Joëlle Kalfon publie "Le jour se lève et la nuit est toujours là" (Les impliqués). La productrice de télévision nous parle d'elle, de sa famille, du deuil, de l'amour indispensable à chaque vie mais aussi de son métier, des médias et de l'état du débat public. Elle s’expose avec force dans un récit touchant.
Qu'est-ce qui a initié l'écriture de votre livre ?
D’abord, j’ai eu envie d’écrire pour fixer le temps qui nous échappe et qui nous vole les êtres qui s’inscrivent dans nos vies. Faire revivre ceux qui ne sont plus là et qui ont été tellement impactants sur la femme que je suis devenue. C’est un livre sur la perte et le sentiment d’abandon, sur le deuil impossible car on ne fait pas son deuil, on est défait par lui. J’ai écrit parce que mes vérités étaient bonnes à dire pour que je me sente mieux, pour que mon histoire personnelle fracasse la réalité de mes lecteurs et qu’il retrouve leur propre histoire à travers la mienne. J’ai la mort qui rode dans mon parcours mais ce livre prouve que je suis assignée à résilience. Pas le choix des larmes mais le combat quoiqu’il m’en coûte.

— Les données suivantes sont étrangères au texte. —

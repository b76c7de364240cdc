// SPDX-License-Identifier: Apache-2.0

//! Structural layer: drives the scanner, validates nesting and calls the
//! delegate.
//!
//! The loop is flat. Nesting lives in a [`ContainerStack`], so arbitrarily
//! deep documents do not grow the call stack.

use log::debug;

use crate::byte_source::ByteSource;
use crate::container_stack::{Container, ContainerStack};
use crate::delegate::{ParseContext, ParserDelegate};
use crate::parse_error::{ErrorCode, Location, ParseError, ParseFailure};
use crate::scanner::{Literal, Scanner};

/// What the next significant byte may be.
#[derive(Debug, Clone, Copy, PartialEq, Eq)]
enum Expect {
    RootValue,
    /// After `:`.
    Value,
    /// After `[`.
    ArrayValueOrEnd,
    /// After `,` in an array.
    ArrayValue,
    ArrayCommaOrEnd,
    /// After `{`.
    ObjectKeyOrEnd,
    /// After `,` in an object.
    ObjectKey,
    Colon,
    ObjectCommaOrEnd,
    Done,
}

/// Calls into the delegate, unless a value is being skipped.
struct Emitter<'a, D: ?Sized> {
    delegate: &'a mut D,
    cx: &'a mut ParseContext,
    /// Depth of the object whose value is being skipped.
    skip_depth: Option<usize>,
}

impl<D: ParserDelegate + ?Sized> Emitter<'_, D> {
    fn is_skipping(&self) -> bool {
        self.skip_depth.is_some()
    }

    fn emit<F>(&mut self, location: Location, depth: usize, f: F) -> Result<(), ParseFailure>
    where
        F: FnOnce(&mut D, &mut ParseContext),
    {
        if self.is_skipping() {
            return Ok(());
        }
        self.cx.location = location;
        self.cx.depth = depth;
        f(self.delegate, self.cx);
        self.check_abort()
    }

    fn check_abort(&self) -> Result<(), ParseFailure> {
        if self.cx.aborted {
            debug!("parse aborted by delegate at {}", self.cx.location);
            return Err(ParseFailure::Aborted);
        }
        Ok(())
    }
}

pub(crate) struct Dispatcher<'a, S, D: ?Sized> {
    scanner: Scanner<S>,
    stack: ContainerStack,
    /// Keys to restore as each open container closes.
    saved_keys: Vec<Option<String>>,
    emitter: Emitter<'a, D>,
}

impl<'a, S: ByteSource, D: ParserDelegate + ?Sized> Dispatcher<'a, S, D> {
    pub(crate) fn new(scanner: Scanner<S>, delegate: &'a mut D, cx: &'a mut ParseContext) -> Self {
        Self {
            scanner,
            stack: ContainerStack::new(),
            saved_keys: Vec::new(),
            emitter: Emitter {
                delegate,
                cx,
                skip_depth: None,
            },
        }
    }

    /// Parses the whole input.
    ///
    /// A parse error is reported to the delegate before it is returned.
    pub(crate) fn run(mut self) -> Result<(), ParseFailure> {
        match self.drive() {
            Err(ParseFailure::Error(err)) => {
                debug!("parse failed: {err}");
                let cx = &mut *self.emitter.cx;
                cx.location = err.location();
                cx.depth = self.stack.depth();
                self.emitter.delegate.error(cx, &err);
                Err(ParseFailure::Error(err))
            }
            other => other,
        }
    }

    fn drive(&mut self) -> Result<(), ParseFailure> {
        self.emitter
            .emit(self.scanner.location(), 0, |d, cx| d.did_start_document(cx))?;

        let mut expect = Expect::RootValue;
        loop {
            let Some(byte) = self.scanner.next_token_byte()? else {
                break;
            };
            let at = self.scanner.last_location();
            expect = match expect {
                Expect::Done => {
                    let byte = byte.escape_ascii();
                    let message = format!("unexpected '{byte}' after document end");
                    return Err(fail(ErrorCode::TrailingGarbage, message, at).into());
                }
                Expect::RootValue | Expect::Value => self.value(byte, at)?,
                Expect::ArrayValueOrEnd => match byte {
                    b']' => self.end_container(Container::Array, at)?,
                    _ => self.value(byte, at)?,
                },
                Expect::ArrayValue => match byte {
                    b']' => {
                        let message = "trailing comma in array";
                        return Err(fail(ErrorCode::BadToken, message, at).into());
                    }
                    _ => self.value(byte, at)?,
                },
                Expect::ArrayCommaOrEnd => match byte {
                    b',' => Expect::ArrayValue,
                    b']' => self.end_container(Container::Array, at)?,
                    b'}' => self.end_container(Container::Object, at)?,
                    _ => return Err(unexpected(byte, "',' or ']'", at).into()),
                },
                Expect::ObjectKeyOrEnd => match byte {
                    b'}' => self.end_container(Container::Object, at)?,
                    _ => self.key(byte, at)?,
                },
                Expect::ObjectKey => match byte {
                    b'}' => {
                        let message = "trailing comma in object";
                        return Err(fail(ErrorCode::BadToken, message, at).into());
                    }
                    _ => self.key(byte, at)?,
                },
                Expect::Colon => match byte {
                    b':' => Expect::Value,
                    _ => return Err(unexpected(byte, "':'", at).into()),
                },
                Expect::ObjectCommaOrEnd => match byte {
                    b',' => Expect::ObjectKey,
                    b'}' => self.end_container(Container::Object, at)?,
                    b']' => self.end_container(Container::Array, at)?,
                    _ => return Err(unexpected(byte, "',' or '}'", at).into()),
                },
            };
        }

        if expect != Expect::Done {
            let message = if expect == Expect::RootValue {
                "no value in input"
            } else {
                "unexpected end of input"
            };
            let at = self.scanner.location();
            return Err(fail(ErrorCode::PrematureEnd, message, at).into());
        }

        self.emitter
            .emit(self.scanner.location(), 0, |d, cx| d.did_end_document(cx))?;
        Ok(())
    }

    /// Handles a value starting with `byte`.
    fn value(&mut self, byte: u8, at: Location) -> Result<Expect, ParseFailure> {
        match byte {
            b'{' => {
                self.start_container(Container::Object)?;
                Ok(Expect::ObjectKeyOrEnd)
            }
            b'[' => {
                self.start_container(Container::Array)?;
                Ok(Expect::ArrayValueOrEnd)
            }
            b'"' => {
                self.scanner.scan_string()?;
                if self.emitter.is_skipping() {
                    self.scanner.validate_text()?;
                } else {
                    let location = self.scanner.location();
                    let text = self.scanner.text()?;
                    self.emitter
                        .emit(location, self.stack.depth(), |d, cx| d.found_string(cx, &text))?;
                }
                Ok(self.after_value())
            }
            b'-' | b'0'..=b'9' => {
                let number = self.scanner.scan_number(byte)?;
                self.emitter
                    .emit(self.scanner.location(), self.stack.depth(), |d, cx| {
                        d.found_number(cx, number)
                    })?;
                Ok(self.after_value())
            }
            b'a'..=b'z' | b'A'..=b'Z' => {
                let literal = self.scanner.scan_literal(byte)?;
                self.emitter
                    .emit(self.scanner.location(), self.stack.depth(), |d, cx| {
                        match literal {
                            Literal::True => d.found_bool(cx, true),
                            Literal::False => d.found_bool(cx, false),
                            Literal::Null => d.found_null(cx),
                        }
                    })?;
                Ok(self.after_value())
            }
            b']' | b'}' => {
                let kind = if byte == b']' {
                    Container::Array
                } else {
                    Container::Object
                };
                // Reports underflow or mismatch, otherwise a missing value.
                self.check_close(kind, at)?;
                Err(unexpected(byte, "a value", at).into())
            }
            _ => Err(unexpected(byte, "a value", at).into()),
        }
    }

    /// Handles an object key starting with `byte`.
    fn key(&mut self, byte: u8, at: Location) -> Result<Expect, ParseFailure> {
        match byte {
            b'"' => self.scanner.scan_string()?,
            b']' => {
                self.check_close(Container::Array, at)?;
                return Err(unexpected(byte, "an object key", at).into());
            }
            b',' | b':' | b'[' | b'{' => return Err(unexpected(byte, "an object key", at).into()),
            _ if self.scanner.is_strict() => {
                let message = "unquoted object key in strict mode";
                return Err(fail(ErrorCode::BadFormat, message, at).into());
            }
            _ => self.scanner.scan_unquoted_key(byte)?,
        }
        if self.emitter.is_skipping() {
            self.scanner.validate_text()?;
            return Ok(Expect::Colon);
        }

        let key = self.scanner.text()?.into_owned();
        let depth = self.stack.depth();
        let cx = &mut *self.emitter.cx;
        cx.current_key = Some(key.clone());
        cx.location = self.scanner.location();
        cx.depth = depth;
        if self.emitter.delegate.should_skip_value_for_key(cx, &key) {
            self.emitter.check_abort()?;
            debug!("skipping value for key '{key}'");
            self.emitter.skip_depth = Some(depth);
        } else {
            self.emitter.check_abort()?;
            self.emitter
                .emit(self.scanner.location(), depth, |d, cx| d.found_key(cx, &key))?;
        }
        Ok(Expect::Colon)
    }

    fn start_container(&mut self, kind: Container) -> Result<(), ParseFailure> {
        self.stack.push(kind);
        if self.emitter.is_skipping() {
            return Ok(());
        }
        self.saved_keys.push(self.emitter.cx.current_key.clone());
        let location = self.scanner.location();
        let depth = self.stack.depth();
        match kind {
            Container::Object => self
                .emitter
                .emit(location, depth, |d, cx| d.did_start_object(cx)),
            _ => self
                .emitter
                .emit(location, depth, |d, cx| d.did_start_array(cx)),
        }
    }

    fn end_container(&mut self, kind: Container, at: Location) -> Result<Expect, ParseFailure> {
        self.check_close(kind, at)?;
        self.stack
            .pop()
            .map_err(|e| ParseError::from_underflow(e, at))?;
        if !self.emitter.is_skipping() {
            if let Some(key) = self.saved_keys.pop() {
                self.emitter.cx.current_key = key;
            }
            let location = self.scanner.location();
            let depth = self.stack.depth();
            match kind {
                Container::Object => self
                    .emitter
                    .emit(location, depth, |d, cx| d.did_end_object(cx))?,
                _ => self
                    .emitter
                    .emit(location, depth, |d, cx| d.did_end_array(cx))?,
            }
        }
        Ok(self.after_value())
    }

    /// Checks that a bracket closing `kind` matches the innermost container.
    fn check_close(&self, kind: Container, at: Location) -> Result<(), ParseError> {
        let top = self.stack.top();
        if top == kind {
            return Ok(());
        }
        let closing = if kind == Container::Array { ']' } else { '}' };
        let message = match top {
            Container::None => format!("'{closing}' without matching open bracket"),
            Container::Array => format!("'{closing}' does not close the open array"),
            Container::Object => format!("'{closing}' does not close the open object"),
        };
        Err(fail(ErrorCode::BadFormat, message, at))
    }

    /// Next expectation after a complete value. Also ends a skip.
    fn after_value(&mut self) -> Expect {
        if self.emitter.skip_depth == Some(self.stack.depth()) {
            self.emitter.skip_depth = None;
        }
        match self.stack.top() {
            Container::Array => Expect::ArrayCommaOrEnd,
            Container::Object => Expect::ObjectCommaOrEnd,
            Container::None => Expect::Done,
        }
    }
}

fn fail(
    code: ErrorCode,
    message: impl Into<std::borrow::Cow<'static, str>>,
    at: Location,
) -> ParseError {
    ParseError::new(code, message, at)
}

fn unexpected(byte: u8, expected: &str, at: Location) -> ParseError {
    fail(
        ErrorCode::BadToken,
        format!("unexpected '{}', expected {expected}", byte.escape_ascii()),
        at,
    )
}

Vous dévoilez votre vie et celle de votre famille. Comment a réagi votre entourage ?
Oui évidemment, je révèle qui nous sommes, des « juifs arabes » virés d’Algérie lorsqu’elle a cessé d’être française. C’est ma petite histoire à travers la grande et à travers les contradictions d’une époque, Certains membres de ma fratrie n’ont pas compris ma démarche car m’exposer c’était aussi exposer leur vie au vu et au su de tous. J’ai simplement raconté des faits les concernant qui ont déterminé par bien des points, mon chemin et ce n’est pas un livre règlements de compte mais des émotions mal digérées et des blessures qui sont encore douloureuses que j’avais besoin de relater pour les situer en dehors de moi. Lacan a dit ce qui est dehors n’est plus dedans… J’ai fait mien cet aphorisme freudien.
"C'est le prix à payer pour les gosses de vieux". Vous avez été élevée par des personnes âgées. Quelles en sont les empreintes sur vous ?
Oui dans les années 60, une mère qui vous met au monde à 39 ans, c’est un âge canonique. En même temps, j’ai bénéficié de son expérience et d’une fratrie plus âgée que moi. Ce qui m’a permis de brûler les étapes de la connaissance, apprendre à lire et à écrire avant mon entrée à l’école maternelle. Je me suis intéressée très tôt à l’histoire et au fait politique. Mon parcours de très bonne élève est sans conteste la résultante de mon entourage familial plus âgé que la moyenne. En revanche, je les ai perdus trop tôt, et se retrouver orpheline de père et de mère à 15 ans ne vous donne pas l’optimisme chevillé au corps. Je suis une pessimiste active car j’ai perdu la foi à la mort de ma mère, mais je sais qu’il faut être dans le faire. Nous sommes locataires de nos vies et nous ne connaissons pas le bail qui nous est imparti.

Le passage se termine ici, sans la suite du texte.